Records for processing below:

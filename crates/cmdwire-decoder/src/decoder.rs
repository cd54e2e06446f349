//! Frame decoder: header, optional list flags, then the descriptor's
//! arguments in order.

use cmdwire_frame::ArgReader;
use cmdwire_table::{ArgumentDescriptor, ArgumentTypeTag, CommandIdentity, CommandTable};
use tracing::{debug, trace};

use crate::config::DecoderConfig;
use crate::error::{DecodeError, Result};
use crate::value::{DecodedCommand, DecodedValue, ListFlags};

/// Decode one command buffer with the default configuration.
pub fn decode(table: &CommandTable, buffer: &[u8]) -> Result<DecodedCommand> {
    decode_with_config(table, buffer, &DecoderConfig::default())
}

/// Decode one command buffer.
///
/// The buffer must hold exactly one command. Unknown enum codes are not an
/// error; the raw code is kept.
pub fn decode_with_config(
    table: &CommandTable,
    buffer: &[u8],
    config: &DecoderConfig,
) -> Result<DecodedCommand> {
    let mut reader = ArgReader::with_byte_order(buffer, config.byte_order);
    let identity = read_header(&mut reader)?;

    let Some(descriptor) = table.lookup(identity) else {
        debug!(%identity, len = buffer.len(), "no descriptor for command");
        return Err(DecodeError::UnknownCommand(identity));
    };

    let list_flags = if descriptor.is_list_item {
        Some(ListFlags::from_bits(reader.read_u8()?))
    } else {
        None
    };

    let mut values = Vec::with_capacity(descriptor.arguments.len());
    for argument in &descriptor.arguments {
        let offset = reader.position();
        let value = read_value(&mut reader, argument.type_tag).inspect_err(|err| {
            debug!(
                %identity,
                argument = %argument.name,
                offset,
                error = %err,
                "argument decode failed"
            );
        })?;
        if let DecodedValue::Enum(code) = value {
            note_unknown_enumerator(identity, argument, code);
        }
        values.push(value);
    }

    let trailing = reader.remaining();
    if trailing > 0 {
        if config.reject_trailing_bytes {
            return Err(DecodeError::TrailingBytes { count: trailing });
        }
        trace!(%identity, trailing, "ignoring trailing bytes");
    }

    Ok(DecodedCommand {
        identity,
        list_flags,
        values,
    })
}

/// Read only the command header, without consulting a table.
pub fn peek_identity(buffer: &[u8], config: &DecoderConfig) -> Result<CommandIdentity> {
    read_header(&mut ArgReader::with_byte_order(buffer, config.byte_order))
}

fn read_header(reader: &mut ArgReader<'_>) -> Result<CommandIdentity> {
    let feature_id = reader.read_u8()?;
    let class_id = reader.read_u8()?;
    let command_id = reader.read_u16()?;
    Ok(CommandIdentity::new(feature_id, class_id, command_id))
}

fn read_value(reader: &mut ArgReader<'_>, tag: ArgumentTypeTag) -> Result<DecodedValue> {
    let value = match tag {
        ArgumentTypeTag::U8 => DecodedValue::U8(reader.read_u8()?),
        ArgumentTypeTag::I8 => DecodedValue::I8(reader.read_i8()?),
        ArgumentTypeTag::U16 => DecodedValue::U16(reader.read_u16()?),
        ArgumentTypeTag::I16 => DecodedValue::I16(reader.read_i16()?),
        ArgumentTypeTag::U32 => DecodedValue::U32(reader.read_u32()?),
        ArgumentTypeTag::I32 => DecodedValue::I32(reader.read_i32()?),
        ArgumentTypeTag::U64 => DecodedValue::U64(reader.read_u64()?),
        ArgumentTypeTag::I64 => DecodedValue::I64(reader.read_i64()?),
        ArgumentTypeTag::Float => DecodedValue::Float(reader.read_float()?),
        ArgumentTypeTag::Double => DecodedValue::Double(reader.read_double()?),
        ArgumentTypeTag::String => DecodedValue::String(reader.read_string()?),
        ArgumentTypeTag::Enum => DecodedValue::Enum(reader.read_enum()?),
    };
    Ok(value)
}

fn note_unknown_enumerator(identity: CommandIdentity, argument: &ArgumentDescriptor, code: i32) {
    if !argument.enumerators.is_empty() && argument.enumerator_name(code).is_none() {
        debug!(
            %identity,
            argument = %argument.name,
            code,
            "enum code has no enumerator; keeping raw value"
        );
    }
}

#[cfg(test)]
mod tests {
    use cmdwire_frame::ByteOrder;
    use cmdwire_table::{ArgumentDescriptor, CommandDescriptor};

    use super::*;

    fn scenario_table() -> CommandTable {
        CommandTable::from_descriptors([
            CommandDescriptor::new(CommandIdentity::new(1, 2, 5), "demo.Sample.Value")
                .arg(ArgumentDescriptor::new("value", ArgumentTypeTag::I32)),
            CommandDescriptor::new(CommandIdentity::new(1, 2, 6), "demo.Sample.Items")
                .list_item()
                .arg(ArgumentDescriptor::new("id", ArgumentTypeTag::U8))
                .arg(ArgumentDescriptor::new("label", ArgumentTypeTag::String)),
            CommandDescriptor::new(CommandIdentity::new(1, 2, 7), "demo.Sample.Level")
                .list_item()
                .arg(ArgumentDescriptor::new("level", ArgumentTypeTag::U16)),
        ])
        .unwrap()
    }

    #[test]
    fn decodes_little_endian_scenario() {
        let table = scenario_table();
        let command = decode(&table, &[0x01, 0x02, 0x05, 0x00, 0x2A, 0x00, 0x00, 0x00]).unwrap();

        assert_eq!(command.identity, CommandIdentity::new(1, 2, 5));
        assert_eq!(command.list_flags, None);
        assert_eq!(command.values, vec![DecodedValue::I32(42)]);
    }

    #[test]
    fn decodes_big_endian_scenario() {
        let table = scenario_table();
        let config = DecoderConfig {
            byte_order: ByteOrder::Big,
            ..DecoderConfig::default()
        };
        let command = decode_with_config(
            &table,
            &[0x01, 0x02, 0x00, 0x05, 0x00, 0x00, 0x00, 0x2A],
            &config,
        )
        .unwrap();

        assert_eq!(command.identity, CommandIdentity::new(1, 2, 5));
        assert_eq!(command.values, vec![DecodedValue::I32(42)]);
    }

    #[test]
    fn unknown_command_is_reported_with_identity() {
        let table = scenario_table();
        let err = decode(&table, &[0x09, 0x09, 0x09, 0x00, 0xFF]).unwrap_err();
        assert_eq!(err, DecodeError::UnknownCommand(CommandIdentity::new(9, 9, 9)));
        assert!(err.is_unknown_command());
    }

    #[test]
    fn short_header_is_truncated() {
        let table = scenario_table();
        assert_eq!(decode(&table, &[]).unwrap_err(), DecodeError::Truncated { offset: 0 });
        assert_eq!(
            decode(&table, &[0x01, 0x02, 0x05]).unwrap_err(),
            DecodeError::Truncated { offset: 2 }
        );
    }

    #[test]
    fn short_argument_is_truncated() {
        let table = scenario_table();
        let err = decode(&table, &[0x01, 0x02, 0x05, 0x00, 0x2A, 0x00]).unwrap_err();
        assert_eq!(err, DecodeError::Truncated { offset: 4 });
    }

    #[test]
    fn list_item_reads_flags_before_arguments() {
        let table = scenario_table();
        let buf = [0x01, 0x02, 0x06, 0x00, 0x03, 0x07, b'a', b'b', 0x00];
        let command = decode(&table, &buf).unwrap();

        let flags = command.list_flags.unwrap();
        assert!(flags.is_first());
        assert!(flags.is_last());
        assert_eq!(
            command.values,
            vec![DecodedValue::U8(7), DecodedValue::String("ab".into())]
        );
    }

    #[test]
    fn list_item_missing_flags_byte() {
        let table = scenario_table();

        // Fixed-width body comes up one byte short.
        let level = [0x01, 0x02, 0x07, 0x00, 0x2C, 0x01];
        assert_eq!(
            decode(&table, &level).unwrap_err(),
            DecodeError::Truncated { offset: 5 }
        );

        // A trailing string absorbs the shift: id becomes the flags.
        let items = [0x01, 0x02, 0x06, 0x00, 0x07, b'a', b'b', 0x00];
        let command = decode(&table, &items).unwrap();
        assert_eq!(command.list_flags.map(|flags| flags.bits()), Some(0x07));
        assert_eq!(
            command.values,
            vec![DecodedValue::U8(b'a'), DecodedValue::String("b".into())]
        );
    }

    #[test]
    fn missing_string_terminator_is_truncated() {
        let table = scenario_table();
        let buf = [0x01, 0x02, 0x06, 0x00, 0x00, 0x07, b'a', b'b'];
        assert_eq!(
            decode(&table, &buf).unwrap_err(),
            DecodeError::Truncated { offset: 6 }
        );
    }

    #[test]
    fn invalid_utf8_string_is_rejected() {
        let table = scenario_table();
        let buf = [0x01, 0x02, 0x06, 0x00, 0x00, 0x07, 0xFF, 0xFE, 0x00];
        assert_eq!(
            decode(&table, &buf).unwrap_err(),
            DecodeError::InvalidString { offset: 6 }
        );
    }

    #[test]
    fn trailing_bytes_tolerated_unless_strict() {
        let table = scenario_table();
        let buf = [0x01, 0x02, 0x05, 0x00, 0x2A, 0x00, 0x00, 0x00, 0xEE, 0xEE];

        let command = decode(&table, &buf).unwrap();
        assert_eq!(command.values, vec![DecodedValue::I32(42)]);

        let err = decode_with_config(&table, &buf, &DecoderConfig::strict()).unwrap_err();
        assert_eq!(err, DecodeError::TrailingBytes { count: 2 });
    }

    #[test]
    fn peek_identity_needs_no_table() {
        let identity =
            peek_identity(&[0x85, 0x1C, 0x02, 0x00], &DecoderConfig::default()).unwrap();
        assert_eq!(identity, CommandIdentity::new(133, 28, 2));
    }
}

End of Records for processing.

▶ [Your assignment]
Pull out all lines from the entries above in which the word "count" appears.

▶ [Response to this task]
            return Err(DecodeError::TrailingBytes { count: trailing });
        assert_eq!(err, DecodeError::TrailingBytes { count: 2 });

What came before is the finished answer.